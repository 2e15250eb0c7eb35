//! # coedit Server
//!
//! Sequencing server for collaborative document rooms.
//!
//! ## Architecture
//!
//! Three kinds of tasks cooperate:
//! 1. **Accept loop**: owns the TCP listener and spawns connection tasks
//! 2. **Connection tasks**: parse newline-delimited JSON into hub commands
//!    and drain server messages back to the socket
//! 3. **Hub**: the single task owning every room — the per-document
//!    sequencing authority that rebases, applies, acks, and broadcasts
//!
//! Documents are seeded from SQLite when a room opens and snapshotted back
//! after every accepted operation.

use anyhow::Result;
use tracing_subscriber::EnvFilter;

mod config;
mod hub;
mod persistence;
mod room;
mod runtime;

pub use config::ServerConfig;
pub use runtime::Server;

#[tokio::main]
async fn main() -> Result<()> {
    // Initialize logging
    tracing_subscriber::fmt()
        .with_env_filter(
            EnvFilter::try_from_default_env().unwrap_or_else(|_| EnvFilter::new("info")),
        )
        .init();

    tracing::info!(version = env!("CARGO_PKG_VERSION"), "Starting coedit server");

    let config = ServerConfig::from_env()?;
    let server = Server::new(config);

    server.run().await?;

    Ok(())
}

════════════════════

▶ EXERCISE:
Look above for the line with "and snapshotted back"; retype exactly that line, every line after it up to the line with "let config = ServerConfig::from_env()?;", and that line too, nothing else.

▶ RESPONSE FOR THIS EXERCISE:
//! Documents are seeded from SQLite when a room opens and snapshotted back
//! after every accepted operation.

use anyhow::Result;
use tracing_subscriber::EnvFilter;

mod config;
mod hub;
mod persistence;
mod room;
mod runtime;

pub use config::ServerConfig;
pub use runtime::Server;

#[tokio::main]
async fn main() -> Result<()> {
    // Initialize logging
    tracing_subscriber::fmt()
        .with_env_filter(
            EnvFilter::try_from_default_env().unwrap_or_else(|_| EnvFilter::new("info")),
        )
        .init();

    tracing::info!(version = env!("CARGO_PKG_VERSION"), "Starting coedit server");

    let config = ServerConfig::from_env()?;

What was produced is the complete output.